AIM OF THE EXERCISE →
Would you count the lines of the listing that carry the word "every"? Give only the resulting number.

INFORMATION GIVEN →

-- -- --

//! Test Helper Utilities
//!
//! Shared fakes and utilities for testing intake-core

#![allow(dead_code, unused_imports)]

pub mod fakes;
pub mod log_capture;

pub use fakes::{
    asset_allocation_file, performance_file, report_text, GatedExtractor, KeywordIdentifier,
    PlainTextExtractor, RecordingNotifier, SpyParser, ASSET_MARKER, PERFORMANCE_MARKER,
};
pub use log_capture::{capture_logs, LogCapture};

use intake_core::{Collaborators, IntakeOrchestrator};
use std::sync::Arc;

/// Orchestrator over the product slots with plain-text fakes
pub struct TestHarness {
    pub orchestrator: IntakeOrchestrator,
    pub identifier: Arc<KeywordIdentifier>,
    pub parser: Arc<SpyParser>,
    pub notifier: Arc<RecordingNotifier>,
}

pub fn create_test_harness() -> TestHarness {
    create_harness_with_parser(SpyParser::new())
}

pub fn create_harness_with_parser(parser: SpyParser) -> TestHarness {
    let identifier = Arc::new(KeywordIdentifier::new());
    let parser = Arc::new(parser);
    let notifier = Arc::new(RecordingNotifier::new());

    let collaborators = Collaborators::new(
        Arc::new(PlainTextExtractor),
        identifier.clone(),
        parser.clone(),
    );
    let orchestrator = IntakeOrchestrator::with_defaults(collaborators, notifier.clone())
        .expect("default configuration is valid");

    TestHarness {
        orchestrator,
        identifier,
        parser,
        notifier,
    }
}
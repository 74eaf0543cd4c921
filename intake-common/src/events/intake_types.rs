//! Intake-specific supporting types for events

use serde::{Deserialize, Serialize};

/// Lifecycle status of one document slot
///
/// `Idle` is the initial state. `Success` and `Error` are terminal for an
/// attempt but not absorbing: a new upload or a reset leaves them.
#[derive(Debug, Clone, Copy, PartialEq, Eq, Hash, Serialize, Deserialize)]
#[serde(rename_all = "lowercase")]
pub enum SlotStatus {
    /// Waiting for a document
    Idle,
    /// Extraction, identification or parsing in progress
    Processing,
    /// Parsed data available
    Success,
    /// Last attempt failed
    Error,
}

impl SlotStatus {
    /// Stable lowercase name (matches the serde representation)
    pub fn as_str(&self) -> &'static str {
        match self {
            SlotStatus::Idle => "idle",
            SlotStatus::Processing => "processing",
            SlotStatus::Success => "success",
            SlotStatus::Error => "error",
        }
    }
}

impl std::fmt::Display for SlotStatus {
    fn fmt(&self, f: &mut std::fmt::Formatter<'_>) -> std::fmt::Result {
        f.write_str(self.as_str())
    }
}
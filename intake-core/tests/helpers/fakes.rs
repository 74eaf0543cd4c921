//! Fake collaborators

use async_trait::async_trait;
use intake_core::models::SlotTransition;
use intake_core::{
    CandidateFile, CollaboratorError, ExtractedDocument, ExtractedText, Identification,
    IntakeNotifier, ParsedReport, ReportParser, ReportType, TextExtractor, TypeIdentifier,
};
use std::collections::{BTreeMap, HashMap};
use std::sync::atomic::{AtomicUsize, Ordering};
use std::sync::{Arc, Mutex};
use tokio::sync::Notify;
use uuid::Uuid;

pub const ASSET_MARKER: &str = "ASSET ALLOCATION SUMMARY";
pub const PERFORMANCE_MARKER: &str = "PERFORMANCE SUMMARY";

/// `marker` followed by padding, exactly `len` characters long
pub fn report_text(marker: &str, len: usize) -> String {
    assert!(len >= marker.len(), "length {} shorter than marker", len);
    let mut text = marker.to_string();
    text.push_str(&".".repeat(len - marker.len()));
    text
}

pub fn asset_allocation_file(name: &str) -> CandidateFile {
    CandidateFile::new(name, report_text(ASSET_MARKER, 400))
}

pub fn performance_file(name: &str) -> CandidateFile {
    CandidateFile::new(name, report_text(PERFORMANCE_MARKER, 400))
}

// ============================================================================
// Extractors
// ============================================================================

/// Treats the file bytes as UTF-8 text
pub struct PlainTextExtractor;

#[async_trait]
impl TextExtractor for PlainTextExtractor {
    async fn extract(&self, file: &CandidateFile) -> Result<ExtractedText, CollaboratorError> {
        String::from_utf8(file.content.clone())
            .map(|full_text| ExtractedText { full_text })
            .map_err(|_| CollaboratorError::Unreadable("document is not valid text".to_string()))
    }
}

#[derive(Default)]
struct Gate {
    entered: Notify,
    release: Notify,
}

/// PlainTextExtractor that can hold chosen files until released
#[derive(Default)]
pub struct GatedExtractor {
    gates: Mutex<HashMap<String, Arc<Gate>>>,
}

impl GatedExtractor {
    pub fn new() -> Self {
        Self::default()
    }

    /// Hold extraction of files with this name until `release`
    pub fn hold(&self, file_name: &str) {
        self.gates
            .lock()
            .unwrap()
            .insert(file_name.to_string(), Arc::new(Gate::default()));
    }

    /// Wait until extraction of a held file has started
    pub async fn wait_entered(&self, file_name: &str) {
        let gate = self.gate(file_name);
        gate.entered.notified().await;
    }

    pub fn release(&self, file_name: &str) {
        self.gate(file_name).release.notify_one();
    }

    fn gate(&self, file_name: &str) -> Arc<Gate> {
        self.gates
            .lock()
            .unwrap()
            .get(file_name)
            .cloned()
            .unwrap_or_else(|| panic!("no gate registered for {}", file_name))
    }
}

#[async_trait]
impl TextExtractor for GatedExtractor {
    async fn extract(&self, file: &CandidateFile) -> Result<ExtractedText, CollaboratorError> {
        let gate = self.gates.lock().unwrap().get(&file.name).cloned();
        if let Some(gate) = gate {
            gate.entered.notify_one();
            gate.release.notified().await;
        }
        PlainTextExtractor.extract(file).await
    }
}

// ============================================================================
// Identifier
// ============================================================================

/// Identifies by marker text; counts calls
#[derive(Default)]
pub struct KeywordIdentifier {
    calls: AtomicUsize,
}

impl KeywordIdentifier {
    pub fn new() -> Self {
        Self::default()
    }

    pub fn call_count(&self) -> usize {
        self.calls.load(Ordering::SeqCst)
    }
}

#[async_trait]
impl TypeIdentifier for KeywordIdentifier {
    async fn identify(&self, full_text: &str) -> Identification {
        self.calls.fetch_add(1, Ordering::SeqCst);
        if full_text.contains(ASSET_MARKER) {
            Identification::identified(ReportType::AssetAllocation).with_confidence(0.95)
        } else if full_text.contains(PERFORMANCE_MARKER) {
            Identification::identified(ReportType::Performance).with_confidence(0.95)
        } else {
            Identification::unidentified()
        }
    }
}

// ============================================================================
// Parser
// ============================================================================

/// Records every parse call; optionally fails
#[derive(Default)]
pub struct SpyParser {
    calls: Mutex<Vec<ExtractedDocument>>,
    failure: Option<String>,
}

impl SpyParser {
    pub fn new() -> Self {
        Self::default()
    }

    pub fn failing(message: &str) -> Self {
        Self {
            calls: Mutex::new(Vec::new()),
            failure: Some(message.to_string()),
        }
    }

    pub fn call_count(&self) -> usize {
        self.calls.lock().unwrap().len()
    }

    pub fn parsed_file_names(&self) -> Vec<String> {
        self.calls
            .lock()
            .unwrap()
            .iter()
            .map(|d| d.file_name.clone())
            .collect()
    }

    /// Output this parser produces for a document
    pub fn expected_output(document: &ExtractedDocument) -> ParsedReport {
        ParsedReport::new(
            document.report_type,
            serde_json::json!({
                "file": document.file_name,
                "chars": document.full_text.chars().count(),
            }),
        )
    }
}

#[async_trait]
impl ReportParser for SpyParser {
    async fn parse(&self, document: &ExtractedDocument) -> Result<ParsedReport, CollaboratorError> {
        self.calls.lock().unwrap().push(document.clone());
        match &self.failure {
            Some(message) => Err(CollaboratorError::Malformed(message.clone())),
            None => Ok(Self::expected_output(document)),
        }
    }
}

// ============================================================================
// Notifier
// ============================================================================

/// Records every notification in delivery order
#[derive(Default)]
pub struct RecordingNotifier {
    partials: Mutex<Vec<(String, ParsedReport)>>,
    completes: Mutex<Vec<BTreeMap<String, ParsedReport>>>,
    transitions: Mutex<Vec<(SlotTransition, Option<String>)>>,
    sessions: Mutex<Vec<Uuid>>,
}

impl RecordingNotifier {
    pub fn new() -> Self {
        Self::default()
    }

    pub fn partials(&self) -> Vec<(String, ParsedReport)> {
        self.partials.lock().unwrap().clone()
    }

    pub fn completes(&self) -> Vec<BTreeMap<String, ParsedReport>> {
        self.completes.lock().unwrap().clone()
    }

    pub fn transitions(&self) -> Vec<(SlotTransition, Option<String>)> {
        self.transitions.lock().unwrap().clone()
    }

    pub fn sessions_started(&self) -> Vec<Uuid> {
        self.sessions.lock().unwrap().clone()
    }
}

impl IntakeNotifier for RecordingNotifier {
    fn on_partial_data(&self, _session_id: Uuid, slot_key: &str, parsed: &ParsedReport) {
        self.partials
            .lock()
            .unwrap()
            .push((slot_key.to_string(), parsed.clone()));
    }

    fn on_complete(&self, _session_id: Uuid, reports: &BTreeMap<String, ParsedReport>) {
        self.completes.lock().unwrap().push(reports.clone());
    }

    fn on_transition(&self, _session_id: Uuid, transition: &SlotTransition, error: Option<&str>) {
        self.transitions
            .lock()
            .unwrap()
            .push((transition.clone(), error.map(str::to_string)));
    }

    fn on_session_started(&self, session_id: Uuid, _slot_keys: &[String]) {
        self.sessions.lock().unwrap().push(session_id);
    }
}
use crate::error::ReportError;
use crate::models::FailureRecord;
use std::fs::File;
use std::io::{BufWriter, Write};
use std::path::Path;

/// Header row of the failure report. The downstream consumer expects
/// exactly this quoted header over unquoted data rows.
pub const REPORT_HEADER: &str = "\"Date\",\"Device_ip\",\"radius_ip\",\"user\",\"User_ip\"";

/// Write the failure report, truncating any previous report at `path`
///
/// Rows are comma-joined and CRLF-terminated, field values verbatim.
/// Usernames containing commas or quotes are NOT escaped; the consuming
/// reader expects the historical unquoted row shape, corrupt alignment
/// and all.
pub fn write_report(records: &[FailureRecord], path: &Path) -> Result<(), ReportError> {
    let file = File::create(path).map_err(|e| ReportError::file_access(path, e))?;
    let mut writer = BufWriter::new(file);

    write_rows(&mut writer, records).map_err(|e| ReportError::file_access(path, e))?;

    log::info!("Report written to {}", path.display());
    Ok(())
}

fn write_rows(writer: &mut impl Write, records: &[FailureRecord]) -> std::io::Result<()> {
    write!(writer, "{}\r\n", REPORT_HEADER)?;
    for record in records {
        write!(
            writer,
            "{},{},{},{},{}\r\n",
            record.date, record.device_ip, record.radius_ip, record.user, record.user_ip
        )?;
    }
    writer.flush()
}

-- -- --

SOLUTION TO THE EXERCISE →
2